Anyway, that’s plenty of weirdness for now, I think. At least if I run into much more, I will, actually run off to the end of the proverbial dome and maybe hang myself, because Jesus. Other than that, our weekend was spent doing exciting things like laundry and cleaning the litter box (Note to cat: Please stop peeing on the floor NEXT to the litterbox. I know you’re big, and I know you like to put your ass as close to the edge as possible, but really, it’s not getting in the box the way you think it is, and I, for one, am sick of cleaning up your urine. Thanks! xoxo, Mom), but we did get out to see Harry Potter, and I know look, I KNOW it’s a little on the lame side, but we always go to see them in the theater, we just do. It’s a bit of a compulsion, similar to the one we had with Lord of the Rings, though they are decidedly not the same experience (oh, how I wish there were seven LotR movies! Or twelve! I don’t care how nerdy it is! Bring on the ents!)

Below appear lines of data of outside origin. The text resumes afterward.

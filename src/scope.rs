//! Filter scope and its controller.
//!
//! The controller is the only writer of the current `Scope`. Changes are
//! staged with `set_filter` and broadcast with `apply`; `reset` restores
//! defaults and broadcasts in one step.

use std::fmt;
use std::sync::Arc;

use parking_lot::RwLock;
use serde::Serialize;

use crate::events::{DashboardEvent, EventBus};

/// One filter value: everything, or a single concrete value.
#[derive(Debug, Clone, Default, PartialEq, Eq, Hash, Serialize)]
#[serde(tag = "mode", content = "value", rename_all = "lowercase")]
pub enum Filter {
    #[default]
    All,
    Only(String),
}

impl Filter {
    /// `"all"` (any case) and blank input select everything.
    pub fn parse(raw: &str) -> Self {
        let trimmed = raw.trim();
        if trimmed.is_empty() || trimmed.eq_ignore_ascii_case("all") {
            Filter::All
        } else {
            Filter::Only(trimmed.to_string())
        }
    }

    pub fn is_all(&self) -> bool {
        matches!(self, Filter::All)
    }

    /// Case-insensitive equality of two selections.
    pub fn same_selection(&self, other: &Filter) -> bool {
        match (self, other) {
            (Filter::All, Filter::All) => true,
            (Filter::Only(a), Filter::Only(b)) => a.eq_ignore_ascii_case(b),
            _ => false,
        }
    }

    /// Case-insensitive match; `All` matches every value.
    pub fn matches(&self, value: &str) -> bool {
        match self {
            Filter::All => true,
            Filter::Only(v) => v.eq_ignore_ascii_case(value.trim()),
        }
    }
}

impl fmt::Display for Filter {
    fn fmt(&self, f: &mut fmt::Formatter<'_>) -> fmt::Result {
        match self {
            Filter::All => f.write_str("all"),
            Filter::Only(v) => f.write_str(v),
        }
    }
}

#[derive(Debug, Clone, Copy, PartialEq, Eq)]
pub enum ScopeField {
    State,
    Period,
    AgeGroup,
    UpdateType,
    District,
}

#[derive(Debug, Clone, Default, PartialEq, Eq, Serialize)]
#[serde(rename_all = "camelCase")]
pub struct Scope {
    pub state: Filter,
    pub period: Filter,
    pub age_group: Filter,
    pub update_type: Filter,
    /// Only meaningful once a state is selected.
    pub district: Option<String>,
}

impl Scope {
    pub fn is_default(&self) -> bool {
        *self == Scope::default()
    }

    /// Whether a record for `state` is in scope. Records with no state are
    /// shown only when no state filter is active.
    pub fn matches_state(&self, state: Option<&str>) -> bool {
        match state {
            Some(s) => self.state.matches(s),
            None => self.state.is_all(),
        }
    }
}

pub struct ScopeController {
    scope: RwLock<Scope>,
    bus: Arc<EventBus>,
}

impl ScopeController {
    pub fn new(bus: Arc<EventBus>) -> Self {
        Self {
            scope: RwLock::new(Scope::default()),
            bus,
        }
    }

    pub fn current(&self) -> Scope {
        self.scope.read().clone()
    }

    /// Stage a change without broadcasting.
    pub fn set_filter(&self, field: ScopeField, raw: &str) {
        let mut scope = self.scope.write();
        match field {
            ScopeField::State => {
                let next = Filter::parse(raw);
                if !next.same_selection(&scope.state) {
                    // district belongs to the previous state
                    scope.district = None;
                }
                scope.state = next;
            }
            ScopeField::Period => scope.period = Filter::parse(raw),
            ScopeField::AgeGroup => scope.age_group = Filter::parse(raw),
            ScopeField::UpdateType => scope.update_type = Filter::parse(raw),
            ScopeField::District => {
                scope.district = match Filter::parse(raw) {
                    Filter::All => None,
                    Filter::Only(d) => Some(d),
                }
            }
        }
    }

    /// Broadcast the current scope to every listener, once each.
    pub fn apply(&self) -> Scope {
        let scope = self.current();
        log::debug!("Scope: applying state={} period={}", scope.state, scope.period);
        self.bus.publish(DashboardEvent::ScopeChanged {
            scope: scope.clone(),
        });
        scope
    }

    pub fn reset(&self) -> Scope {
        *self.scope.write() = Scope::default();
        self.apply()
    }
}

#[cfg(test)]
mod tests {
    use super::*;
    use std::sync::atomic::{AtomicUsize, Ordering};

    fn counting_listener(bus: &EventBus) -> Arc<AtomicUsize> {
        let hits = Arc::new(AtomicUsize::new(0));
        let h = hits.clone();
        bus.subscribe(move |event| {
            if matches!(event, DashboardEvent::ScopeChanged { .. }) {
                h.fetch_add(1, Ordering::SeqCst);
            }
        });
        hits
    }

    #[test]
    fn test_filter_parse() {
        assert_eq!(Filter::parse("ALL"), Filter::All);
        assert_eq!(Filter::parse("  "), Filter::All);
        assert_eq!(Filter::parse(" Kerala "), Filter::Only("Kerala".into()));
        assert!(Filter::parse("Kerala").matches("kerala"));
        assert!(!Filter::parse("Kerala").matches("Goa"));
    }

    #[test]
    fn test_set_filter_does_not_publish() {
        let bus = Arc::new(EventBus::new());
        let hits = counting_listener(&bus);
        let ctl = ScopeController::new(bus.clone());

        ctl.set_filter(ScopeField::State, "Bihar");
        ctl.set_filter(ScopeField::Period, "2024-Q1");

        assert_eq!(hits.load(Ordering::SeqCst), 0);
        assert_eq!(ctl.current().state, Filter::Only("Bihar".into()));
    }

    #[test]
    fn test_reset_restores_default_and_publishes_once_per_listener() {
        let bus = Arc::new(EventBus::new());
        let first = counting_listener(&bus);
        let second = counting_listener(&bus);
        let ctl = ScopeController::new(bus.clone());
        ctl.set_filter(ScopeField::State, "Kerala");
        ctl.set_filter(ScopeField::AgeGroup, "18+");

        let scope = ctl.reset();

        assert_eq!(scope.state, Filter::All);
        assert!(ctl.current().is_default());
        assert_eq!(first.load(Ordering::SeqCst), 1);
        assert_eq!(second.load(Ordering::SeqCst), 1);
    }

    #[test]
    fn test_apply_carries_scope_in_event() {
        let bus = Arc::new(EventBus::new());
        let seen = Arc::new(parking_lot::Mutex::new(None));
        let s = seen.clone();
        bus.subscribe(move |event| {
            if let DashboardEvent::ScopeChanged { scope } = event {
                *s.lock() = Some(scope.clone());
            }
        });
        let ctl = ScopeController::new(bus);
        ctl.set_filter(ScopeField::UpdateType, "biometric");
        ctl.apply();

        let scope = seen.lock().clone().unwrap();
        assert_eq!(scope.update_type, Filter::Only("biometric".into()));
    }

    #[test]
    fn test_changing_state_clears_district() {
        let ctl = ScopeController::new(Arc::new(EventBus::new()));
        ctl.set_filter(ScopeField::State, "Bihar");
        ctl.set_filter(ScopeField::District, "Patna");
        assert_eq!(ctl.current().district.as_deref(), Some("Patna"));

        // same state in another case keeps the district
        ctl.set_filter(ScopeField::State, "bihar ");
        assert_eq!(ctl.current().district.as_deref(), Some("Patna"));

        ctl.set_filter(ScopeField::State, "Goa");
        assert_eq!(ctl.current().district, None);

        ctl.set_filter(ScopeField::District, "North Goa");
        ctl.set_filter(ScopeField::State, "all");
        assert_eq!(ctl.current().district, None);
    }

    #[test]
    fn test_matches_state() {
        let mut scope = Scope::default();
        assert!(scope.matches_state(None));
        assert!(scope.matches_state(Some("Goa")));
        scope.state = Filter::Only("Goa".into());
        assert!(scope.matches_state(Some("GOA")));
        assert!(!scope.matches_state(Some("Bihar")));
        assert!(!scope.matches_state(None));
    }
}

Did you ever, when you were younger, think that weekends would degenerate so? I mean, I honestly had a great weekend, even though the highlight was cleaning the bath mats and enjoying their fresh fluffiness (I’m thinking about going in there later just to stand on them, such is the nature of my jubilation. They’re so fresh! And fluffy! And clean!). Oh oh, and cleaning the master closet. That was a thrill. And sadly, I’m not really kidding. It’s just the way it is when you get older, I guess.
But finally, honestly, Big Brother? I love you. I love your Name That Pie contests, and I love Jen. I LOVE HER. She is very likely the dumbest person I’ve ever seen anywhere (although she is a member of JENSA), and it’s truly amazing, really, that you found her through the miracle of casting. Some might say it’s JENIUS.
Happy Sunday/Monday!
*Depeche Mode
**Edited to add that I accidentally edited/sliced a whole section while editing, and now I’m too tired to bring it back. Whoops. But it involved a strange man on an ATV with a swastika tattoo popping up out of nowhere, which is always exciting.